- Relator(a)
- Ministro Jorge Mussi
- Órgão julgador
- Quinta Turma
- Data do julgamento
- 27/02/2018
- Data de publicação
- 07/03/2018
STJ – Acórdão, Rel. Ministro Jorge Mussi, Quinta Turma, j. 27/02/2018, p. 07/03/2018
HABEAS CORPUS. IMPETRAÇÃO EM SUBSTITUIÇÃO AO RECURSO CABÍVEL. UTILIZAÇÃO INDEVIDA DO REMÉDIO CONSTITUCIONAL. VIOLAÇÃO AO SISTEMA RECURSAL. NÃO CONHECIMENTO. 1. A via eleita revela-se inadequada para a insurgência contra o ato apontado como coator, pois o ordenamento jurídico prevê recurso específico para tal fim, circunstância que impede o seu formal conhecimento. Precedentes. 2. O alegado constrangimento ilegal será analisado para a verificação da eventual possibilidade de atuação ex officio, nos termos do artigo 654, § 2º, do Código de Processo Penal. ATENTADO VIOLENTO AO PUDOR. PRESCRIÇÃO DA PRETENSÃO PUNITIVA ESTATAL. MATÉRIA DE ORDEM PÚBLICA. RÉU MAIOR DE 70 (SETENTA) ANOS À ÉPOCA EM QUE PROFERIDA SENTENÇA CONDENATÓRIA NO FEITO. TRANSCURSO DE PRAZO SUPERIOR A 8 (OITO) ANOS ENTRE O RECEBIMENTO DA DENÚNCIA E A PUBLICAÇÃO DO ÉDITO REPRESSIVO. COAÇÃO ILEGAL CARACTERIZADA. CONCESSÃO DA ORDEM DE OFÍCIO. 1. A extinção da punibilidade em razão da prescrição da pretensão punitiva constitui matéria de ordem pública, que pode ser conhecida de ofício, em qualquer grau de jurisdição, nos termos do artigo 61 do Código de Processo Penal. Doutrina.

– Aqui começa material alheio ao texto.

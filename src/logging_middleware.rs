// src/logging_middleware.rs
//! Middleware for logging proxied request and response bodies at debug level

use axum::body::{to_bytes, HttpBody};
use axum::{body::Body, extract::Request, http::StatusCode, middleware::Next, response::Response};
use tracing::{debug, Level};

/// Paths whose bodies may carry credentials and are never logged.
const UNLOGGED_PREFIX: &str = "/api/auth/";

/// Largest body buffered for logging. Larger or unsized bodies stream through.
const MAX_LOGGED_BODY: usize = 1024 * 1024;

fn fits_log_limit(exact_size: Option<u64>) -> bool {
    exact_size.is_some_and(|size| size <= MAX_LOGGED_BODY as u64)
}

fn render_body(bytes: &[u8]) -> Option<String> {
    if bytes.is_empty() {
        return None;
    }
    let body_str = std::str::from_utf8(bytes).ok()?;
    // Pretty print JSON when possible
    Some(
        serde_json::from_str::<serde_json::Value>(body_str)
            .ok()
            .and_then(|json| serde_json::to_string_pretty(&json).ok())
            .unwrap_or_else(|| body_str.to_string()),
    )
}

/// Logs request and response bodies when debug logging is enabled.
/// Auth routes pass through untouched.
pub async fn log_request_response(request: Request, next: Next) -> Result<Response, StatusCode> {
    if !tracing::enabled!(Level::DEBUG) || request.uri().path().starts_with(UNLOGGED_PREFIX) {
        return Ok(next.run(request).await);
    }

    if !fits_log_limit(request.body().size_hint().exact()) {
        debug!(uri = %request.uri(), "Request body too large to log");
        return Ok(next.run(request).await);
    }

    let (parts, body) = request.into_parts();
    let bytes = to_bytes(body, MAX_LOGGED_BODY)
        .await
        .map_err(|_| StatusCode::INTERNAL_SERVER_ERROR)?;

    if let Some(request_body) = render_body(&bytes) {
        debug!(
            method = %parts.method,
            uri = %parts.uri,
            request_body = %request_body,
            "📥 Request"
        );
    }

    let method = parts.method.clone();
    let uri = parts.uri.clone();
    let response = next.run(Request::from_parts(parts, Body::from(bytes))).await;

    if !fits_log_limit(response.body().size_hint().exact()) {
        debug!(method = %method, uri = %uri, "Response body too large to log");
        return Ok(response);
    }

    let (parts, body) = response.into_parts();
    let bytes = to_bytes(body, MAX_LOGGED_BODY)
        .await
        .map_err(|_| StatusCode::INTERNAL_SERVER_ERROR)?;

    if let Some(response_body) = render_body(&bytes) {
        debug!(
            method = %method,
            uri = %uri,
            status = %parts.status,
            response_body = %response_body,
            "📤 Response"
        );
    }

    Ok(Response::from_parts(parts, Body::from(bytes)))
}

Precedente. 2. Tendo em conta a maior pena imposta ao paciente, com a exclusão da causa de aumento relativa à continuidade delitiva, nos termos do artigo 119 do Código Penal e da Súmula 497 do Supremo Tribunal Federal, que foi de 8 (oito) anos, 1 (um) mês e 15 (quinze) dias de reclusão, tem-se que o prazo prescricional, no caso, é de 16 (dezesseis) anos, nos termos do inciso II do artigo 109 do Código Penal, que, à luz do disposto no artigo 115 do referido diploma legal, deve ser reduzido à metade, ou seja, 8 (oito) anos, tendo em vista que era maior de 70 (setenta) anos ao tempo em que proferida a sentença condenatória. 3. Entre o recebimento da denúncia, ocorrido no dia 21.11.2006, e a publicação da sentença condenatória, que se deu aos 10.6.2016, transcorreram mais de 8 (oito) anos, o que enseja o reconhecimento da prescrição da pretensão punitiva estatal. 4. Habeas corpus não conhecido. Ordem concedida de ofício para declarar extinta a punibilidade do paciente pela prescrição da pretensão punitiva estatal. (HC n. 432.536/MT, relator Ministro Jorge Mussi, Quinta Turma, julgado em 27/2/2018, DJe de 7/3/2018.)